use std::sync::Arc;

use axum::{
    Router,
    body::Body,
    http::{Method, Request, StatusCode, header},
};
use http_body_util::BodyExt;
use migration::{Migrator, MigratorTrait};
use platform_authn::{AuthConfig, issue_token};
use platform_authz::Role;
use platform_db::{DatabaseSettings, connect};
use products_hr::HrSettings;
use serde_json::{Value, json};
use server::{AppConfig, AppState, build_router};
use tower::ServiceExt;

const SECRET: &str = "test-secret-0123456789";

struct TestApp {
    router: Router,
    auth: AuthConfig,
}

impl TestApp {
    async fn new(page_size: u64) -> Self {
        let pool = connect(&DatabaseSettings::new("sqlite::memory:"))
            .await
            .unwrap();
        Migrator::up(&pool, None).await.unwrap();
        let auth = AuthConfig::new(SECRET, 60).unwrap();
        let config = AppConfig {
            auth: auth.clone(),
            hr: HrSettings {
                page_size,
                ..HrSettings::default()
            },
            cors_allowed_origins: Vec::new(),
        };
        let router = build_router(AppState::new(pool, Arc::new(config)));
        Self { router, auth }
    }

    fn token(&self, role: Role) -> String {
        issue_token("tester", &[role], &self.auth).unwrap()
    }

    async fn send(
        &self,
        method: Method,
        uri: &str,
        token: Option<&str>,
        body: Option<Value>,
    ) -> (StatusCode, Value) {
        let mut request = Request::builder().method(method).uri(uri);
        if let Some(token) = token {
            request = request.header(header::AUTHORIZATION, format!("Bearer {token}"));
        }
        let request = match body {
            Some(body) => request
                .header(header::CONTENT_TYPE, "application/json")
                .body(Body::from(body.to_string())),
            None => request.body(Body::empty()),
        }
        .unwrap();
        let response = self.router.clone().oneshot(request).await.unwrap();
        let status = response.status();
        let bytes = response.into_body().collect().await.unwrap().to_bytes();
        let value = if bytes.is_empty() {
            Value::Null
        } else {
            serde_json::from_slice(&bytes).unwrap()
        };
        (status, value)
    }

    async fn admin(&self, method: Method, uri: &str, body: Option<Value>) -> (StatusCode, Value) {
        let token = self.token(Role::Admin);
        self.send(method, uri, Some(&token), body).await
    }

    async fn create_department(&self, name: &str) -> String {
        let (status, body) = self
            .admin(Method::POST, "/api/department", Some(json!({"name": name})))
            .await;
        assert_eq!(status, StatusCode::CREATED, "{body}");
        body["id"].as_str().unwrap().to_owned()
    }

    async fn create_employee(&self, surname: &str, salary: &str, department: Option<&str>) -> Value {
        let (status, body) = self
            .admin(
                Method::POST,
                "/api/employee",
                Some(json!({
                    "name": "Test",
                    "surname": surname,
                    "position": "Engineer",
                    "salary": salary,
                    "age": 30,
                    "department": department,
                })),
            )
            .await;
        assert_eq!(status, StatusCode::CREATED, "{body}");
        body
    }
}

#[tokio::test]
async fn health_reports_database() {
    let app = TestApp::new(10).await;
    let (status, body) = app.send(Method::GET, "/health", None, None).await;
    assert_eq!(status, StatusCode::OK);
    assert_eq!(body["db_ok"], true);
}

#[tokio::test]
async fn departments_are_public_to_read() {
    let app = TestApp::new(10).await;
    app.create_department("Engineering").await;

    let (status, body) = app.send(Method::GET, "/api/department", None, None).await;
    assert_eq!(status, StatusCode::OK);
    assert_eq!(body[0]["name"], "Engineering");
    assert_eq!(body[0]["num_employees"], 0);
    assert_eq!(body[0]["total_salary"], "0.00");
    assert_eq!(body[0]["director"], Value::Null);
}

#[tokio::test]
async fn employees_require_authentication_to_read() {
    let app = TestApp::new(10).await;
    let (status, body) = app.send(Method::GET, "/api/employee", None, None).await;
    assert_eq!(status, StatusCode::UNAUTHORIZED);
    assert_eq!(body["code"], "UNAUTHORIZED");

    let staff = app.token(Role::Staff);
    let (status, body) = app
        .send(Method::GET, "/api/employee", Some(&staff), None)
        .await;
    assert_eq!(status, StatusCode::OK);
    assert_eq!(body["count"], 0);
    assert_eq!(body["results"], json!([]));
}

#[tokio::test]
async fn writes_require_admin() {
    let app = TestApp::new(10).await;
    let payload = json!({"name": "Finance"});

    let (status, _) = app
        .send(Method::POST, "/api/department", None, Some(payload.clone()))
        .await;
    assert_eq!(status, StatusCode::UNAUTHORIZED);

    let staff = app.token(Role::Staff);
    let (status, body) = app
        .send(Method::POST, "/api/department", Some(&staff), Some(payload))
        .await;
    assert_eq!(status, StatusCode::FORBIDDEN);
    assert_eq!(body["code"], "FORBIDDEN");
}

#[tokio::test]
async fn invalid_token_is_rejected_even_on_public_routes() {
    let app = TestApp::new(10).await;
    let (status, _) = app
        .send(Method::GET, "/api/department", Some("not-a-jwt"), None)
        .await;
    assert_eq!(status, StatusCode::UNAUTHORIZED);
}

#[tokio::test]
async fn creating_employee_in_unknown_department_is_not_found() {
    let app = TestApp::new(10).await;
    let (status, body) = app
        .admin(
            Method::POST,
            "/api/employee",
            Some(json!({
                "name": "Ivan",
                "surname": "Petrov",
                "position": "Engineer",
                "salary": "100.00",
                "age": 30,
                "department": "00000000-0000-4000-8000-000000000000",
            })),
        )
        .await;
    assert_eq!(status, StatusCode::NOT_FOUND, "{body}");

    let (_, body) = app.admin(Method::GET, "/api/employee", None).await;
    assert_eq!(body["count"], 0);
}

#[tokio::test]
async fn missing_fields_are_reported_per_field() {
    let app = TestApp::new(10).await;
    let (status, body) = app
        .admin(Method::POST, "/api/employee", Some(json!({"name": "Ivan"})))
        .await;
    assert_eq!(status, StatusCode::BAD_REQUEST);
    assert_eq!(body["code"], "VALIDATION");
    assert_eq!(body["errors"]["position"], json!(["This field is required."]));
    assert!(body["errors"]["salary"].is_array());
    assert!(body["errors"]["age"].is_array());
}

#[tokio::test]
async fn wrongly_typed_fields_are_reported_per_field() {
    let app = TestApp::new(10).await;
    let (status, body) = app
        .admin(
            Method::POST,
            "/api/employee",
            Some(json!({
                "name": "Ivan",
                "surname": "Petrov",
                "position": "Engineer",
                "salary": "abc",
                "age": "thirty",
            })),
        )
        .await;
    assert_eq!(status, StatusCode::BAD_REQUEST);
    assert_eq!(body["code"], "VALIDATION");
    assert_eq!(body["errors"]["salary"], json!(["A valid number is required."]));
    assert_eq!(body["errors"]["age"], json!(["A valid integer is required."]));
    assert!(body["errors"].get("position").is_none());

    let eng = app.create_department("Engineering").await;
    let (status, body) = app
        .admin(
            Method::PATCH,
            &format!("/api/department/{eng}"),
            Some(json!({"director": 12})),
        )
        .await;
    assert_eq!(status, StatusCode::BAD_REQUEST);
    assert_eq!(
        body["errors"]["director"],
        json!(["Incorrect type. Expected pk value, received number."])
    );
}

#[tokio::test]
async fn malformed_json_is_a_bad_request() {
    let app = TestApp::new(10).await;
    let token = app.token(Role::Admin);
    let request = Request::builder()
        .method(Method::POST)
        .uri("/api/department")
        .header(header::AUTHORIZATION, format!("Bearer {token}"))
        .header(header::CONTENT_TYPE, "application/json")
        .body(Body::from("{not json"))
        .unwrap();
    let response = app.router.clone().oneshot(request).await.unwrap();
    assert_eq!(response.status(), StatusCode::BAD_REQUEST);
}

#[tokio::test]
async fn department_view_aggregates_and_nests_director() {
    let app = TestApp::new(10).await;
    let eng = app.create_department("Engineering").await;
    let head = app.create_employee("Ivanova", "4000.00", Some(&eng)).await;
    app.create_employee("Petrov", "2500.50", Some(&eng)).await;

    let (status, body) = app
        .admin(
            Method::PATCH,
            &format!("/api/department/{eng}"),
            Some(json!({"director": head["id"]})),
        )
        .await;
    assert_eq!(status, StatusCode::OK, "{body}");
    assert_eq!(body["num_employees"], 2);
    assert_eq!(body["total_salary"], "6500.50");
    assert_eq!(body["director"]["surname"], "Ivanova");
    assert_eq!(body["director"]["department"], "Engineering");
    let members = body["employees"].as_array().unwrap();
    assert_eq!(members.len(), 1);
    assert_eq!(members[0]["surname"], "Petrov");
}

#[tokio::test]
async fn employee_list_filters_and_paginates() {
    let app = TestApp::new(2).await;
    let eng = app.create_department("R&D").await;
    for surname in ["Ivanov", "Ivanenko", "Petrov"] {
        app.create_employee(surname, "100", Some(&eng)).await;
    }
    app.create_employee("Ivashov", "100", None).await;

    let (status, body) = app
        .admin(Method::GET, "/api/employee?department=R%26D&surname=IVA", None)
        .await;
    assert_eq!(status, StatusCode::OK);
    assert_eq!(body["count"], 2);
    assert_eq!(body["next"], Value::Null);
    let surnames: Vec<_> = body["results"]
        .as_array()
        .unwrap()
        .iter()
        .map(|e| e["surname"].as_str().unwrap().to_owned())
        .collect();
    assert_eq!(surnames, ["Ivanenko", "Ivanov"]);
    assert_eq!(body["results"][0]["department"], "R&D");

    let (_, body) = app
        .admin(Method::GET, "/api/employee?surname=iva", None)
        .await;
    assert_eq!(body["count"], 3);
    assert_eq!(body["next"], "/api/employee?surname=iva&page=2");
    assert_eq!(body["previous"], Value::Null);

    let (_, body) = app
        .admin(Method::GET, "/api/employee?surname=iva&page=2", None)
        .await;
    assert_eq!(body["results"].as_array().unwrap().len(), 1);
    assert_eq!(body["previous"], "/api/employee?surname=iva&page=1");

    let (status, body) = app
        .admin(Method::GET, "/api/employee?page=9", None)
        .await;
    assert_eq!(status, StatusCode::NOT_FOUND);
    assert_eq!(body["code"], "NOT_FOUND");
}

#[tokio::test]
async fn deleting_department_keeps_employees() {
    let app = TestApp::new(10).await;
    let eng = app.create_department("Engineering").await;
    let ivan = app.create_employee("Petrov", "100", Some(&eng)).await;

    let (status, _) = app
        .admin(Method::DELETE, &format!("/api/department/{eng}"), None)
        .await;
    assert_eq!(status, StatusCode::NO_CONTENT);

    let id = ivan["id"].as_str().unwrap();
    let (status, body) = app
        .admin(Method::GET, &format!("/api/employee/{id}"), None)
        .await;
    assert_eq!(status, StatusCode::OK);
    assert_eq!(body["department"], Value::Null);
}

#[tokio::test]
async fn unknown_or_malformed_ids_are_not_found() {
    let app = TestApp::new(10).await;
    let (status, _) = app
        .admin(
            Method::GET,
            "/api/employee/00000000-0000-4000-8000-000000000000",
            None,
        )
        .await;
    assert_eq!(status, StatusCode::NOT_FOUND);

    let (status, _) = app.admin(Method::GET, "/api/employee/42", None).await;
    assert_eq!(status, StatusCode::NOT_FOUND);
}

#[tokio::test]
async fn responses_carry_request_id() {
    let app = TestApp::new(10).await;
    let request = Request::builder()
        .uri("/health")
        .body(Body::empty())
        .unwrap();
    let response = app.router.clone().oneshot(request).await.unwrap();
    assert!(response.headers().contains_key("x-request-id"));
}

About this exercise -
Lines above containing "results": give their number only.

Answer to this exercise -
4